Work to complete:
Each line of the entries below that holds "empty" is needed, copied in full.

[[ The records open ]]

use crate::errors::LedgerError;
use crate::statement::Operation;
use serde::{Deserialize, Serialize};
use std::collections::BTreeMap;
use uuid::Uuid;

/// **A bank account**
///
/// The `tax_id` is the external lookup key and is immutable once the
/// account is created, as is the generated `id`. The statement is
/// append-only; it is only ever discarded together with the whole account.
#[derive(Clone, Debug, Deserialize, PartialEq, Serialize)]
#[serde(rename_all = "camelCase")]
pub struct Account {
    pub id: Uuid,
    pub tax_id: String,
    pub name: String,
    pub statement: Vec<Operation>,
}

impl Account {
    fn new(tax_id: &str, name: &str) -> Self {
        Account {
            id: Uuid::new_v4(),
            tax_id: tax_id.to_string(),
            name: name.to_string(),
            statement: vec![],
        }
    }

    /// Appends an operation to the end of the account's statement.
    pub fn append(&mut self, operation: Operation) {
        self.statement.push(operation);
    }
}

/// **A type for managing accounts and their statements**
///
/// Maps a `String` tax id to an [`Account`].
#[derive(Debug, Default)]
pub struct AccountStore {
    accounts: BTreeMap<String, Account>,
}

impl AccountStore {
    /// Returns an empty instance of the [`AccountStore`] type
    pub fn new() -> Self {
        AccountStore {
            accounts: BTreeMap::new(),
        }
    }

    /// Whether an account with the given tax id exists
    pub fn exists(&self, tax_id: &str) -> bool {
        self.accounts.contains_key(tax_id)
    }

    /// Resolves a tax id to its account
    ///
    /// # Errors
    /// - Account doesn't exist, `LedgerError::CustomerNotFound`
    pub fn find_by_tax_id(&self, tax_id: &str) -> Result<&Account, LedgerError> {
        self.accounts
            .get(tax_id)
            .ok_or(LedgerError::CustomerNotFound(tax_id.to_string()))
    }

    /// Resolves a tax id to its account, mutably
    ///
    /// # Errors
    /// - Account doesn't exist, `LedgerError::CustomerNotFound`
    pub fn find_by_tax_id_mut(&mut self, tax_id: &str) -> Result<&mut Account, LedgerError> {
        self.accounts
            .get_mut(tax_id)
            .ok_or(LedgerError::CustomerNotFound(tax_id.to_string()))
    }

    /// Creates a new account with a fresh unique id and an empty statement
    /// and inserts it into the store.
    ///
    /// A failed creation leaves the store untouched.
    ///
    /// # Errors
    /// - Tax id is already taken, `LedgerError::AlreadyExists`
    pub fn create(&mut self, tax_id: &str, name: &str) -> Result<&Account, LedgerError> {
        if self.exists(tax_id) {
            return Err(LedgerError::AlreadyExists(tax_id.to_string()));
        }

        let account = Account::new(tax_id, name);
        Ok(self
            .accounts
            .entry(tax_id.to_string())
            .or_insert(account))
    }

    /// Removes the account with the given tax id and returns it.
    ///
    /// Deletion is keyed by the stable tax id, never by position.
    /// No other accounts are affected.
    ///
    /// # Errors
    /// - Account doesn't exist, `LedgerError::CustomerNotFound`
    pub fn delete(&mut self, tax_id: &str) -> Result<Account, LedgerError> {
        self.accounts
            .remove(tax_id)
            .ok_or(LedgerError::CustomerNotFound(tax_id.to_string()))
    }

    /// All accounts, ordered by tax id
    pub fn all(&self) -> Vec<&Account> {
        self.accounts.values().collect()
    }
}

[[ The records closed ]]

Response:
    /// Returns an empty instance of the [`AccountStore`] type
    /// Creates a new account with a fresh unique id and an empty statement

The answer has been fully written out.